## THE INPUT
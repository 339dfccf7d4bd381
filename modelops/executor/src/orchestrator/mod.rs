// Licensed to the Apache Software Foundation (ASF) under one
// or more contributor license agreements.  See the NOTICE file
// distributed with this work for additional information
// regarding copyright ownership.  The ASF licenses this file
// to you under the Apache License, Version 2.0 (the
// "License"); you may not use this file except in compliance
// with the License.  You may obtain a copy of the License at
//
//   http://www.apache.org/licenses/LICENSE-2.0
//
// Unless required by applicable law or agreed to in writing,
// software distributed under the License is distributed on an
// "AS IS" BASIS, WITHOUT WARRANTIES OR CONDITIONS OF ANY
// KIND, either express or implied.  See the License for the
// specific language governing permissions and limitations
// under the License.

//! Orchestration plane clients
//!
//! The control plane only ever talks to the orchestration plane through
//! these two seams: [`UnitLauncher`] starts ephemeral compute units for
//! dispatched jobs, [`ServingClient`] owns serving resources for
//! endpoint intents. The simulated implementations run everything
//! in-process; the Kubernetes implementations live behind the
//! `kubernetes` feature.

#[cfg(feature = "kubernetes")]
pub mod kubernetes;

use std::sync::Arc;
use std::time::Duration;

use async_trait::async_trait;
use dashmap::DashMap;
use log::info;
use uuid::Uuid;

use modelops_core::error::Result;
use modelops_core::model::{DeploymentMode, GpuPool, IsolationLevel};

use crate::executor::Executor;

/// An ephemeral compute unit to run one dispatched job.
#[derive(Debug, Clone)]
pub struct UnitSpec {
    pub job_id: Uuid,
    pub dispatch_token: Uuid,
    pub pool: GpuPool,
    pub isolation: IsolationLevel,
    /// GPU resource the unit requests
    pub gpu_resource_name: String,
    /// Auto-cleanup TTL once the unit finishes
    pub ttl: Duration,
}

#[async_trait]
pub trait UnitLauncher: Send + Sync {
    /// Submit the unit. Failures are retriable through bus redelivery.
    async fn launch(&self, unit: &UnitSpec) -> Result<()>;
}

/// Runs the executor on a local task instead of a real compute unit.
/// This is the ephemeral mode of the dev profile: dispatch semantics are
/// identical, only the placement differs.
pub struct SimulatedUnitLauncher {
    executor: Arc<Executor>,
}

impl SimulatedUnitLauncher {
    pub fn new(executor: Arc<Executor>) -> Self {
        Self { executor }
    }
}

#[async_trait]
impl UnitLauncher for SimulatedUnitLauncher {
    async fn launch(&self, unit: &UnitSpec) -> Result<()> {
        let executor = self.executor.clone();
        let job_id = unit.job_id;
        let token = unit.dispatch_token;
        info!("Launching simulated unit for job {job_id}");
        tokio::task::spawn(async move {
            if let Err(e) = executor.run(job_id, token).await {
                log::error!("Simulated unit for job {job_id} failed: {e}");
            }
        });
        Ok(())
    }
}

/// The rendered desired state of one serving resource. Rendering the
/// same intent always yields the same spec, which is what makes
/// re-reconciles idempotent.
#[derive(Debug, Clone, PartialEq)]
pub struct ServingSpec {
    /// Stable resource name derived from the endpoint id
    pub name: String,
    pub runtime: String,
    pub artifact_uri: Option<String>,
    pub deployment_mode: DeploymentMode,
    pub canary_traffic_percent: u32,
    pub min_replicas: u32,
    pub max_replicas: u32,
    pub model_format: Option<String>,
    pub protocol_version: Option<String>,
    pub image: Option<String>,
}

#[derive(Debug, Clone)]
pub struct ServingState {
    pub ready: bool,
    pub url: Option<String>,
}

#[async_trait]
pub trait ServingClient: Send + Sync {
    async fn upsert(&self, spec: &ServingSpec) -> Result<()>;

    /// Current state of the named resource, `None` if it does not exist.
    async fn state(&self, name: &str) -> Result<Option<ServingState>>;

    async fn delete(&self, name: &str) -> Result<()>;
}

struct SimulatedServing {
    spec: ServingSpec,
    polls_until_ready: u32,
}

/// In-memory serving plane. Resources become ready after a configurable
/// number of state polls, so reconcile loops are exercised for real.
pub struct SimulatedServingClient {
    resources: DashMap<String, SimulatedServing>,
    readiness_polls: u32,
}

impl SimulatedServingClient {
    pub fn new() -> Self {
        Self::with_readiness_polls(1)
    }

    pub fn with_readiness_polls(readiness_polls: u32) -> Self {
        Self {
            resources: DashMap::new(),
            readiness_polls,
        }
    }

    pub fn upserted(&self, name: &str) -> bool {
        self.resources.contains_key(name)
    }

    pub fn resource_count(&self) -> usize {
        self.resources.len()
    }
}

impl Default for SimulatedServingClient {
    fn default() -> Self {
        Self::new()
    }
}

#[async_trait]
impl ServingClient for SimulatedServingClient {
    async fn upsert(&self, spec: &ServingSpec) -> Result<()> {
        let polls = self.readiness_polls;
        self.resources
            .entry(spec.name.clone())
            .and_modify(|existing| {
                // re-applying the same spec keeps readiness progress
                if existing.spec != *spec {
                    existing.spec = spec.clone();
                    existing.polls_until_ready = polls;
                }
            })
            .or_insert_with(|| SimulatedServing {
                spec: spec.clone(),
                polls_until_ready: polls,
            });
        Ok(())
    }

    async fn state(&self, name: &str) -> Result<Option<ServingState>> {
        let mut entry = match self.resources.get_mut(name) {
            Some(entry) => entry,
            None => return Ok(None),
        };
        if entry.polls_until_ready > 0 {
            entry.polls_until_ready -= 1;
            return Ok(Some(ServingState {
                ready: false,
                url: None,
            }));
        }
        Ok(Some(ServingState {
            ready: true,
            url: Some(format!("http://{name}.serving.local")),
        }))
    }

    async fn delete(&self, name: &str) -> Result<()> {
        self.resources.remove(name);
        Ok(())
    }
}

#[cfg(test)]
mod test {
    use super::*;

    fn spec(name: &str) -> ServingSpec {
        ServingSpec {
            name: name.to_owned(),
            runtime: "sklearn".to_owned(),
            artifact_uri: Some("s3://models/a/1".to_owned()),
            deployment_mode: DeploymentMode::Serverless,
            canary_traffic_percent: 0,
            min_replicas: 0,
            max_replicas: 1,
            model_format: None,
            protocol_version: None,
            image: None,
        }
    }

    #[tokio::test]
    async fn simulated_serving_becomes_ready_after_polls() {
        let client = SimulatedServingClient::with_readiness_polls(2);
        client.upsert(&spec("ep-a")).await.unwrap();

        assert!(!client.state("ep-a").await.unwrap().unwrap().ready);
        assert!(!client.state("ep-a").await.unwrap().unwrap().ready);
        let state = client.state("ep-a").await.unwrap().unwrap();
        assert!(state.ready);
        assert_eq!(state.url.as_deref(), Some("http://ep-a.serving.local"));
    }

    #[tokio::test]
    async fn reapplying_the_same_spec_keeps_progress() {
        let client = SimulatedServingClient::with_readiness_polls(1);
        client.upsert(&spec("ep-b")).await.unwrap();
        let _ = client.state("ep-b").await.unwrap();

        client.upsert(&spec("ep-b")).await.unwrap();
        assert!(client.state("ep-b").await.unwrap().unwrap().ready);

        // a changed spec resets readiness
        let mut changed = spec("ep-b");
        changed.max_replicas = 4;
        client.upsert(&changed).await.unwrap();
        assert!(!client.state("ep-b").await.unwrap().unwrap().ready);
    }
}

## TASK DESCRIPTION
The line containing "distributed on an" marks the end: copy exactly every line from the top of the data above down to it, that line included.

## ANSWER AREA
repository 339dfccf7d4bd381
filename modelops/executor/src/orchestrator/mod.rs
// Licensed to the Apache Software Foundation (ASF) under one
// or more contributor license agreements.  See the NOTICE file
// distributed with this work for additional information
// regarding copyright ownership.  The ASF licenses this file
// to you under the Apache License, Version 2.0 (the
// "License"); you may not use this file except in compliance
// with the License.  You may obtain a copy of the License at
//
//   http://www.apache.org/licenses/LICENSE-2.0
//
// Unless required by applicable law or agreed to in writing,
// software distributed under the License is distributed on an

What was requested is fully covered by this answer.